Nwanguma also observed that government has moved from denials to partial admission and attempts to cover up the truth regarding what happened at the Lekki Toll Gate on October 20, 2020, noting that there is no accountability yet for the perpetrators of police abuse.

“There have been controversy and disputations over the actual number of persons killed by the military at the Lekki Toll Gate on October 20, 2020.

“This has played out at the Lagos State Judicial Panel of Inquiry where the army, police, Lagos State government representatives, representatives of the EndSARS movement and the Chief Pathologist at the Lagos State University Teaching Hospital (LUTH) gave testimonies and evidence.

“Different figures have been presented by different groups.

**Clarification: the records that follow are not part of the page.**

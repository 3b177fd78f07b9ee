use actix_web::{HttpResponse, Responder, get, post, web};
use serde_json::json;

use crate::auth::AuthenticatedUser;
use crate::forms::comments::CommentForm;
use crate::repository::DieselRepository;
use crate::routes::{bad_request, not_found};
use crate::services::{ServiceError, comments};

#[get("/products/{product_id}/comments")]
pub async fn list_comments(
    viewer: Option<AuthenticatedUser>,
    repo: web::Data<DieselRepository>,
    path: web::Path<i32>,
) -> impl Responder {
    let product_id = path.into_inner();

    match comments::list_comments(repo.get_ref(), viewer.as_ref(), product_id) {
        Ok(views) => HttpResponse::Ok().json(views),
        Err(ServiceError::NotFound) => not_found(),
        Err(err) => {
            log::error!("Failed to list comments for product {product_id}: {err}");
            HttpResponse::InternalServerError().finish()
        }
    }
}

#[post("/products/{product_id}/comments")]
pub async fn create_comment(
    user: AuthenticatedUser,
    repo: web::Data<DieselRepository>,
    path: web::Path<i32>,
    form: web::Json<CommentForm>,
) -> impl Responder {
    let product_id = path.into_inner();

    match comments::create_comment(repo.get_ref(), &user, product_id, form.into_inner()) {
        Ok(view) => HttpResponse::Created().json(view),
        Err(ServiceError::NotFound) => not_found(),
        Err(ServiceError::Validation(errors)) => HttpResponse::BadRequest().json(errors),
        Err(ServiceError::Form(message)) => bad_request(&message),
        Err(err) => {
            log::error!("Failed to create comment on product {product_id}: {err}");
            HttpResponse::InternalServerError().finish()
        }
    }
}

#[post("/products/{product_id}/comments/{comment_id}/like")]
pub async fn toggle_comment_like(
    user: AuthenticatedUser,
    repo: web::Data<DieselRepository>,
    path: web::Path<(i32, i32)>,
) -> impl Responder {
    let (product_id, comment_id) = path.into_inner();

    match comments::toggle_like(repo.get_ref(), &user, product_id, comment_id) {
        Ok(data) => {
            let message = if data.liked {
                "Comment liked."
            } else {
                "Comment like removed."
            };
            HttpResponse::Ok().json(json!({
                "message": message,
                "comment": data.comment,
            }))
        }
        Err(ServiceError::NotFound) => not_found(),
        Err(err) => {
            log::error!("Failed to toggle like on comment {comment_id}: {err}");
            HttpResponse::InternalServerError().finish()
        }
    }
}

“One of the witnesses who testified at the Lagos State Judicial panel of inquiry said no less than 10 people were killed while several others were injured. But even if it was just one person killed, as Dele Giwa of blessed memory wrote, one life lost in cold blood is as gruesome as a million lives lost in a pogrom,” the rights activist noted.

Regretting that one year after the ENDSARS protests, police abuses still remain rife across the country, the RULAAC boss said the arrest and continued unlawful detention of Gloria Okorie by IRT and the refusal by the police to comply with Court orders to release her, was one of such instances.

He continued; “The indictment of the former head of the IGP Intelligence Response Team, DSP Abba Kyari by the FBI for abuse of power and for lending his police authority and position to aid and abet international fraud and benefitting from the proceeds of Crime are recent instances that illustrate how police abuse and the failure by police authorities and the government to stamp out impunity have continued one year after the EndSARS protests.

“The opportunity provided by EndSARS has been bungled.

“Police authorities are still issuing Illegal orders banning peaceful protests and assembly- which are constitutionality guaranteed human rights.”

The group commended the Lagos State Judicial panel for awarding monetary compensations to some of the victims of police brutality who brought complaints before it.

Acknowledging that no amount of money can compensate for the lives and dignity of human beings, it said it is a symbolic way of assuaging the pains and agony of victims and their families and also saying that the state does not tolerate human rights abuse.

In his opinion, Nigerians are waiting to see the Government implement the recommendations of the various State Judicial panels of inquiry with regard to bringing perpetrators to account.

“That’s one way the state will send a clear message that it will not condone human rights violations and will go all the way to stamp out impunity for police abuses,” it emphasized.

Nwanguma harped on the need for the Nigeria Police to commit itself to the professional standards characteristic of the police in a democracy.

“The police must be the protectors of human rights and the rule of law and not predators and law breakers,” he concluded.